▸ **Your assignment**
What lines below contain the word "against"? Please pull each one out.

Records from a dataset

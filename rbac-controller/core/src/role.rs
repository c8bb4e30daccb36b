use kargo_rbac_k8s_api::{PolicyRule, Time};

/// Where a role or identity lives: a project namespace, or the designated
/// system namespace for global-scope objects.
#[derive(Clone, Debug, PartialEq, Eq, Hash)]
pub enum RoleScope {
    Global,
    Project(String),
}

impl RoleScope {
    pub fn project(name: impl Into<String>) -> Self {
        Self::Project(name.into())
    }

    pub fn is_global(&self) -> bool {
        matches!(self, Self::Global)
    }
}

/// The permission/claim/identity-binding bundle exposed to callers. Derived
/// from a ServiceAccount/Role/RoleBinding triplet, never stored directly.
#[derive(Clone, Debug, PartialEq)]
pub struct Role {
    pub scope: RoleScope,
    pub name: String,
    /// Whether every underlying object carries the managed annotation. Only
    /// managed roles accept mutation.
    pub kargo_managed: bool,
    pub claims: Vec<Claim>,
    pub rules: Vec<PolicyRule>,
    /// Identities bound to this role beyond its own.
    pub service_accounts: Vec<ServiceAccountRef>,
    pub description: Option<String>,
    pub creation_timestamp: Option<Time>,
}

impl Role {
    pub fn new(scope: RoleScope, name: impl Into<String>) -> Self {
        Self {
            scope,
            name: name.into(),
            kargo_managed: false,
            claims: Vec::new(),
            rules: Vec::new(),
            service_accounts: Vec::new(),
            description: None,
            creation_timestamp: None,
        }
    }
}

/// An external-identity attribute (e.g. an OIDC group claim) bound to a role.
#[derive(Clone, Debug, PartialEq, Eq, PartialOrd, Ord)]
pub struct Claim {
    pub name: String,
    /// Sorted, deduplicated.
    pub values: Vec<String>,
}

impl Claim {
    pub fn new(
        name: impl Into<String>,
        values: impl IntoIterator<Item = impl Into<String>>,
    ) -> Self {
        let mut values: Vec<String> = values.into_iter().map(Into::into).collect();
        values.sort();
        values.dedup();
        Self {
            name: name.into(),
            values,
        }
    }
}

/// An identity bound to a role's binding object, distinct from the role's own
/// identity.
#[derive(Clone, Debug, PartialEq, Eq, PartialOrd, Ord)]
pub struct ServiceAccountRef {
    pub namespace: String,
    pub name: String,
}

impl ServiceAccountRef {
    pub fn new(namespace: impl Into<String>, name: impl Into<String>) -> Self {
        Self {
            namespace: namespace.into(),
            name: name.into(),
        }
    }
}

/// A bare managed identity, as returned by the ServiceAccounts database.
#[derive(Clone, Debug, PartialEq, Eq)]
pub struct ServiceAccountInfo {
    pub scope: RoleScope,
    pub name: String,
    pub description: Option<String>,
    pub creation_timestamp: Option<Time>,
}

/// A single permission change requested against a role: one resource type,
/// optionally narrowed to one resource name.
#[derive(Clone, Debug, PartialEq, Eq)]
pub struct ResourceDetails {
    pub resource_type: String,
    pub resource_name: Option<String>,
    /// May contain the wildcard verb, expanded against the catalog.
    pub verbs: Vec<String>,
}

▸ **Problem solution**
/// A single permission change requested against a role: one resource type,
    /// May contain the wildcard verb, expanded against the catalog.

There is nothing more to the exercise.